阿弥陀仏は、念仏を唱えると、その人のところに現れる存在であり、西の方のどこか具体的な場所にいるのではない、というのです。このことは阿満先生は書かれた本の中でも触れられていたことでした。

実は私も、試しに家で念仏を唱えたことはあります。
だけど、どう唱えればいいのか、よく分からず、そして誰も見ていないのに妙な照れを感じ、躊躇してしまう気持ちが起きました。
念仏が口から出てこないという先生の知り合いの方の感覚も、私にはわかる気がします。
私にはまだ、阿弥陀仏は遠い存在なのでしょうか。いえ、私がまだ阿弥陀仏を遠ざけているのかもしれません。

問答をすることの大切さ

講演の最後に先生は、本来ならば質疑応答もいれて3時間くらいあればよかった、とおっしゃいました。
ただ聞くよりも、議論をする、議論をすることによって記憶に残り自分のものになっていく、皆さんはこの会場を出たら今日聞いた内容は忘れてしまうでしょうね、と話されました。
そして、是非、皆さんの間でも、お互いの考えを話し合ってみてください、と最後に付け加えられました。
確かにそうです。

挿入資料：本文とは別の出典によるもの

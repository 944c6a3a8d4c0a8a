//! The Seva workflow orchestration engine.
//!
//! The engine moves citizen applications through officer review stages
//! described by versioned workflow definitions. It coordinates, it does not
//! perform side effects inline: transitions commit under a per-application
//! lock, append one audit event each, and enqueue their side-effect actions
//! for asynchronous dispatch.
//!
//! # Architecture
//!
//! [`WorkflowEngine`] composes specialized components:
//!
//! - [`WorkflowRegistry`] — caches validated, guard-compiled definitions
//! - [`ApplicationStore`] — versioned application state with CAS updates
//! - `TaskManager` (from `seva-tasks`) — officer tasks and the inbox
//! - `AuditLog` (from `seva-audit`) — the hash-chained trail
//! - [`ActionDispatcher`] — retried, idempotent side-effect execution
//!
//! # Example
//!
//! ```rust
//! use seva_engine::{EngineBuilder, StaticDefinitionSource};
//! use seva_engine::fixtures::three_officer_chain;
//! use seva_types::{Arn, AuthorityId, ServiceKey};
//! use std::sync::Arc;
//!
//! # #[tokio::main(flavor = "current_thread")]
//! # async fn main() {
//! let source = StaticDefinitionSource::with_definition(three_officer_chain());
//! let engine = EngineBuilder::new(Arc::new(source)).build();
//!
//! let app = engine
//!     .submit_application(
//!         Arn::new("ARN-1"),
//!         ServiceKey::new("water_connection"),
//!         1,
//!         AuthorityId::new("DIST-01"),
//!         serde_json::json!({"applicant": {"age": 34}}),
//!     )
//!     .await
//!     .unwrap();
//! assert_eq!(app.state.as_str(), "CLERK_REVIEW");
//! # }
//! ```

#![deny(unsafe_code)]

pub mod dispatcher;
pub mod engine;
pub mod executor;
pub mod fixtures;
pub mod query;
pub mod registry;
pub mod store;
pub mod sweep;

pub use dispatcher::{
    ActionDispatcher, CertificateGenerator, DeadLetter, IntegrationClient, LoggingCollaborators,
    Notifier,
};
pub use engine::{EngineBuilder, LedgerLookup, WorkflowEngine};
pub use executor::{Actor, TransitionOutcome, TransitionRequest};
pub use registry::{CompiledWorkflow, DefinitionSource, StaticDefinitionSource, WorkflowRegistry};
pub use store::{ApplicationStore, InMemoryApplicationStore};
pub use sweep::SweepReport;
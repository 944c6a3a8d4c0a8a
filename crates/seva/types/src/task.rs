//! Officer tasks: one unit of pending work per active review state.

use crate::decision::DecisionOutcome;
use crate::ids::{Arn, AuthorityId, OfficerId, RoleId, StateId, TaskId};
use chrono::{DateTime, Utc};
use serde::{Deserialize, Serialize};

/// A task awaiting officer action.
///
/// Created when a transition enters a non-terminal officer state, completed
/// when the officer acts. The engine maintains at most one non-completed
/// task per application.
#[derive(Clone, Debug, Serialize, Deserialize)]
pub struct Task {
    pub id: TaskId,
    pub arn: Arn,
    /// The state this task reviews.
    pub state: StateId,
    /// Role any claiming officer must hold.
    pub role_required: RoleId,
    pub authority_id: AuthorityId,
    /// Set when an officer claims the task from the role pool.
    #[serde(skip_serializing_if = "Option::is_none")]
    pub assignee: Option<OfficerId>,
    pub status: TaskStatus,
    #[serde(skip_serializing_if = "Option::is_none")]
    pub sla_due_at: Option<DateTime<Utc>>,
    /// Outcome recorded when the task completes via a deciding transition.
    #[serde(skip_serializing_if = "Option::is_none")]
    pub decision: Option<DecisionOutcome>,
    #[serde(skip_serializing_if = "Option::is_none")]
    pub remarks: Option<String>,
    pub created_at: DateTime<Utc>,
    #[serde(skip_serializing_if = "Option::is_none")]
    pub completed_at: Option<DateTime<Utc>>,
}

impl Task {
    pub fn new(
        arn: Arn,
        state: StateId,
        role_required: RoleId,
        authority_id: AuthorityId,
        sla_due_at: Option<DateTime<Utc>>,
    ) -> Self {
        Self {
            id: TaskId::generate(),
            arn,
            state,
            role_required,
            authority_id,
            assignee: None,
            status: TaskStatus::Pending,
            sla_due_at,
            decision: None,
            remarks: None,
            created_at: Utc::now(),
            completed_at: None,
        }
    }

    pub fn is_open(&self) -> bool {
        self.status != TaskStatus::Completed
    }

    /// Whether the task's SLA deadline has passed.
    pub fn is_overdue(&self, now: DateTime<Utc>) -> bool {
        self.is_open() && self.sla_due_at.is_some_and(|due| now > due)
    }
}

/// Task lifecycle status.
#[derive(Clone, Copy, Debug, PartialEq, Eq, Serialize, Deserialize)]
#[serde(rename_all = "SCREAMING_SNAKE_CASE")]
pub enum TaskStatus {
    /// Unclaimed, visible to the whole role pool.
    Pending,
    /// Claimed by an officer.
    InProgress,
    Completed,
}
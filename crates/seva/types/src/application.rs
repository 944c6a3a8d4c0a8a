//! Applications: the case files moving through the pipeline.

use crate::ids::{Arn, AuthorityId, ServiceKey, StateId};
use chrono::{DateTime, Utc};
use serde::{Deserialize, Serialize};

/// A citizen-submitted application.
///
/// Owned exclusively by the orchestrator: created on submission, mutated
/// only through transitions, never deleted. `row_version` is the optimistic
/// concurrency counter; every committed transition bumps it by one.
#[derive(Clone, Debug, Serialize, Deserialize)]
pub struct Application {
    pub arn: Arn,
    pub service_key: ServiceKey,
    /// Definition version pinned at submission.
    pub workflow_version: u32,
    pub authority_id: AuthorityId,
    /// Current workflow state.
    pub state: StateId,
    /// Live form payload. Only fields unlocked by a pending query are
    /// citizen-editable.
    pub data: serde_json::Value,
    /// Immutable copy of the payload taken at submit time.
    pub submission_snapshot: serde_json::Value,
    /// Optimistic concurrency counter.
    pub row_version: u64,
    /// Query cycles consumed so far.
    pub query_count: u32,
    /// Stage SLA deadline, if the current state carries one.
    #[serde(skip_serializing_if = "Option::is_none")]
    pub sla_due_at: Option<DateTime<Utc>>,
    /// Set while the SLA clock is paused by a pending query.
    #[serde(skip_serializing_if = "Option::is_none")]
    pub sla_paused_at: Option<DateTime<Utc>>,
    /// Unused SLA budget frozen at pause time, in seconds.
    #[serde(skip_serializing_if = "Option::is_none")]
    pub sla_remaining_secs: Option<i64>,
    /// Terminal outcome, set exactly once when a terminal state is entered.
    #[serde(skip_serializing_if = "Option::is_none")]
    pub disposal: Option<DisposalType>,
    pub submitted_at: DateTime<Utc>,
    pub updated_at: DateTime<Utc>,
}

impl Application {
    /// Create a new application at the initial state of its pinned
    /// definition, snapshotting the submitted payload.
    pub fn submit(
        arn: Arn,
        service_key: ServiceKey,
        workflow_version: u32,
        authority_id: AuthorityId,
        initial_state: StateId,
        data: serde_json::Value,
    ) -> Self {
        let now = Utc::now();
        Self {
            arn,
            service_key,
            workflow_version,
            authority_id,
            state: initial_state,
            submission_snapshot: data.clone(),
            data,
            row_version: 0,
            query_count: 0,
            sla_due_at: None,
            sla_paused_at: None,
            sla_remaining_secs: None,
            disposal: None,
            submitted_at: now,
            updated_at: now,
        }
    }

    /// Whether processing has reached a terminal disposal.
    pub fn is_disposed(&self) -> bool {
        self.disposal.is_some()
    }

    /// Whether the SLA clock is currently paused.
    pub fn sla_paused(&self) -> bool {
        self.sla_paused_at.is_some()
    }
}

/// Terminal outcome of an application.
#[derive(Clone, Copy, Debug, PartialEq, Eq, Serialize, Deserialize)]
#[serde(rename_all = "SCREAMING_SNAKE_CASE")]
pub enum DisposalType {
    Approved,
    Rejected,
}

#[cfg(test)]
mod tests {
    use super::*;

    #[test]
    fn submit_snapshots_payload() {
        let data = serde_json::json!({"applicant": {"name": "A. Kumar", "age": 34}});
        let app = Application::submit(
            Arn::new("ARN-1"),
            ServiceKey::new("water_connection"),
            2,
            AuthorityId::new("DIST-01"),
            StateId::new("CLERK_REVIEW"),
            data.clone(),
        );

        assert_eq!(app.submission_snapshot, data);
        assert_eq!(app.row_version, 0);
        assert_eq!(app.query_count, 0);
        assert!(!app.is_disposed());
        assert!(!app.sla_paused());
    }

    #[test]
    fn snapshot_survives_data_edits() {
        let data = serde_json::json!({"field": "original"});
        let mut app = Application::submit(
            Arn::new("ARN-2"),
            ServiceKey::new("trade_license"),
            1,
            AuthorityId::new("DIST-02"),
            StateId::new("CLERK_REVIEW"),
            data.clone(),
        );

        app.data["field"] = serde_json::json!("amended");
        assert_eq!(app.submission_snapshot, data);
    }
}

ただ聞いているだけだとなかなか記憶に残りません。メモをとっておけばよかったな、と少し後悔しました。

そして今の時代、そういう内容の問答できる場がどこにあるのだろうと思い、それを考えると、少し寂しく思いました。法然親鸞の時代には、そういう場もあったのでしょうか。
だとしたら、様々な面で格段の進歩を遂げている現代ですが、一面では、とても貧しく寂しい時代になっている感もあります。 


 阿満先生の言葉で、「皆さん内容を忘れてしまうでしょう」とは、ちょっときつい言い方に取れるかもしれませんが、実際の阿満先生は少し関西弁が混じったユーモアのある話し方をされていました。
私が持っている本の写真で見る阿満先生は、厳しそうな表情をされていて、私は少し緊張して講演会に出かけたのですが、先生は、とても穏やかで優し気な方でした。